Polacy skazani na lichwiarskie pożyczki
Czy legalne firmy znikną z rynku?
Lombard co krok to dziś obrazek z ulic polskich miast. Przeżywają one prawdziwy renesans. Przyczyną jest ustawowe obniżenie maksymalnych kosztów udzielania pożyczek, co powoduje, że biznes ten przestaje się opłacać, a legalnie działające firmy znikają z rynku. Ich miejsce zajmują lombardy i nieuczciwi pożyczkodawcy.
Gdy w marcu rząd ograniczył bankom, SKOK-om i firmom pożyczkowym możliwość udzielania pożyczek gotówkowych, setki tysięcy Polaków, którzy dzięki nim realizowali swoje wydatki, zostało odciętych od tego źródła finansowania.

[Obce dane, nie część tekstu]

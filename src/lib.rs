//! Star-system generation requests: configure a star, generate its planets
//! once, and release the resulting body tree.
//!
//! The member crates are re-exported here so front-ends only need one
//! dependency.

pub mod scenario;

pub use stargen_bodies as bodies;
pub use stargen_config as config;
pub use stargen_core as astro;
pub use stargen_generator as generator;
pub use stargen_request as request;

pub use stargen_request::{
    ErrorKind, GeneratedSystem, GenerationError, GenerationRequest, GenerationState, Star,
};

/// Returns the version of the library.
pub fn version() -> &'static str {
    env!("CARGO_PKG_VERSION")
}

W nowej rzeczywistości świetnie odnalazły się natomiast lombardy. Coraz głośniej o historiach, w których klienci takich placówek są oszukiwani. – Wprowadzono ograniczenia uniemożliwiające rentowną działalność. W efekcie znaczna grupa klientów straciła dostęp do legalnych i bezpiecznych pożyczek. To niestety idealne warunki do rozwoju szarej strefy i lombardów, które działają poza jakąkolwiek regulacją – mówi nam Jarosław Ryba, prezes Polskiego Związku Instytucji Pożyczkowych.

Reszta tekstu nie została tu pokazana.